先の大戦についてドイツは謝罪や賠償をしたが日本はしていないという論調に対して著者は、ドイツの戦後賠償がナチス犯罪の犠牲者に対する道義的な個人賠償であって、平和条約に基づく日本の戦時賠償とは異なることを、歴史的背景をたどりながら説きます。この部分には大変教えられるところがありました。
シュレーダーとプーチンの蜜月関係によって築かれたエネルギー政策が、ドイツの原発廃止政策とロシアの原発増設計画とセットになっていて、ロシアの原発が増えることがチェルノブイリの悪夢を再び呼び起こす恐れはないのかと著者は警告します。

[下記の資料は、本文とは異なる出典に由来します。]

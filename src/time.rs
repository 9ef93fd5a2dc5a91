pub use fugit::{
    ExtU32, HertzU32 as Hertz, MillisDurationU32 as MillisDuration, RateExtU32,
};

/// Time since boot, as kept by the board's millisecond timer.
pub trait Uptime {
    fn uptime(&mut self) -> MillisDuration;
}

大統領と首相が双子であるポーランドがEU新基本条約をめぐってメルケルに敵愾心をむき出しにしたこと。そのメルケルが、ダライ・ラマの訪独に際して中国政府に対して毅然と対応したことなど、日本にいるとなかなか伝わらない(旧東ドイツ地域出身の)女性首相の人物像についても読むことができます。
ひとつだけ気になった点を指摘しておきます。
日本の識字率の高さを評価するくだりで、「世界広しといえども、映画館で画面と字幕スーパーを同時に見て、みんなでガハハと笑うのが当たり前という国民は、日本以外にはどこにもいない。」(239頁)とありますが、これは事実ではありません。私は中米ホンジュラスや香港の一般的な映画館で米国映画を見た経験がありますが、どちらもそれぞれスペイン語と中国語の字幕を付けて上映していて、地元の若者たちがガハハと笑っている姿を見たことがあります。
著者はドイツやヨーロッパ以外のことをあまりご存知ないようです。